In the records that follow, the lines from the one containing "let params = match" to the one containing "match generator.generate(&request.prefix, &params)", inclusive, are to be given again exactly.
= Beginning of Section =
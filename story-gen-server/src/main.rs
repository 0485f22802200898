use actix_cors::Cors;
use actix_web::{App, HttpResponse, HttpServer, Responder, get, post, web};
use serde::{Deserialize, Serialize};

use story_gen_core::artifact::Artifact;
use story_gen_core::model::generator::Generator;
use story_gen_core::model::params::GenerationParams;

const DEFAULT_DATA_DIR: &str = "./data";
const DEFAULT_BIND_ADDR: &str = "127.0.0.1:5000";

const DEFAULT_MAX_TOKENS: usize = 500;
const MAX_TOKENS_CAP: usize = 2000;
const DEFAULT_TEMPERATURE: f64 = 0.9;
const MIN_TEMPERATURE: f64 = 0.1;
const MAX_TEMPERATURE: f64 = 2.0;

/// Body of the `/v1/generate` endpoint.
#[derive(Deserialize)]
struct GenerateRequest {
	prefix: String,
	max_tokens: Option<usize>,
	temperature: Option<f64>,
	seed: Option<u64>,
}

#[derive(Serialize)]
struct GenerateResponse {
	generated_text: String,
	token_count: usize,
	stopped_at_eot: bool,
}

#[derive(Serialize)]
struct HealthResponse {
	status: &'static str,
	vocab_size: usize,
	unigrams: usize,
	bigrams: usize,
	trigrams: usize,
}

impl GenerateRequest {
	/// Validates the request; the engine only ever sees well-formed
	/// parameters.
	fn params(&self) -> Result<GenerationParams, String> {
		if self.prefix.trim().is_empty() {
			return Err("prefix must not be empty".to_owned());
		}
		let max_tokens = self.max_tokens.unwrap_or(DEFAULT_MAX_TOKENS);
		if max_tokens == 0 || max_tokens > MAX_TOKENS_CAP {
			return Err(format!("max_tokens must be between 1 and {MAX_TOKENS_CAP}"));
		}
		let temperature = self.temperature.unwrap_or(DEFAULT_TEMPERATURE);
		if !(MIN_TEMPERATURE..=MAX_TEMPERATURE).contains(&temperature) {
			return Err(format!(
				"temperature must be between {MIN_TEMPERATURE} and {MAX_TEMPERATURE}"
			));
		}
		Ok(GenerationParams { max_tokens, temperature, seed: self.seed })
	}
}

/// HTTP POST endpoint `/v1/generate`
///
/// Generates a continuation of the supplied prefix and returns it as JSON.
#[post("/v1/generate")]
async fn post_generate(
	data: web::Data<Artifact>,
	request: web::Json<GenerateRequest>,
) -> impl Responder {
	let params = match request.params() {
		Ok(params) => params,
		Err(message) => return HttpResponse::BadRequest().body(message),
	};

	let generator = Generator::new(&data.tokenizer, &data.model);
	match generator.generate(&request.prefix, &params) {
		Ok(generation) => HttpResponse::Ok().json(GenerateResponse {
			generated_text: generation.text,
			token_count: generation.token_count,
			stopped_at_eot: generation.stopped_at_eot,
		}),
		Err(message) => HttpResponse::InternalServerError().body(message),
	}
}

/// HTTP GET endpoint `/v1/health`
///
/// Reports readiness along with the loaded model's table sizes.
#[get("/v1/health")]
async fn get_health(data: web::Data<Artifact>) -> impl Responder {
	HttpResponse::Ok().json(HealthResponse {
		status: "ok",
		vocab_size: data.tokenizer.vocab().len(),
		unigrams: data.model.unigram_count(),
		bigrams: data.model.bigram_count(),
		trigrams: data.model.trigram_count(),
	})
}

/// Main entry point for the server.
///
/// Loads the trained artifact once at startup and serves it read-only; no
/// request mutates the model, so the handlers share it without a lock.
/// A missing or malformed artifact is a fatal startup error.
#[actix_web::main]
async fn main() -> std::io::Result<()> {
	env_logger::init();

	let data_dir = std::env::var("STORY_GEN_DATA").unwrap_or_else(|_| DEFAULT_DATA_DIR.to_owned());
	let bind_addr =
		std::env::var("STORY_GEN_ADDR").unwrap_or_else(|_| DEFAULT_BIND_ADDR.to_owned());

	let artifact = match Artifact::load(&data_dir) {
		Ok(artifact) => artifact,
		Err(error) => {
			log::error!("failed to load model artifact from {data_dir}: {error}");
			return Err(std::io::Error::new(std::io::ErrorKind::InvalidData, error.to_string()));
		}
	};
	log::info!("listening on {bind_addr}");

	let shared = web::Data::new(artifact);
	HttpServer::new(move || {
		App::new()
			.wrap(Cors::permissive())
			.app_data(shared.clone())
			.service(post_generate)
			.service(get_health)
	})
		.bind(bind_addr)?
		.run()
		.await
}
= End of Section =
**RESPONSE TO THIS EXERCISE:**
	let params = match request.params() {
		Ok(params) => params,
		Err(message) => return HttpResponse::BadRequest().body(message),
	};

	let generator = Generator::new(&data.tokenizer, &data.model);
	match generator.generate(&request.prefix, &params) {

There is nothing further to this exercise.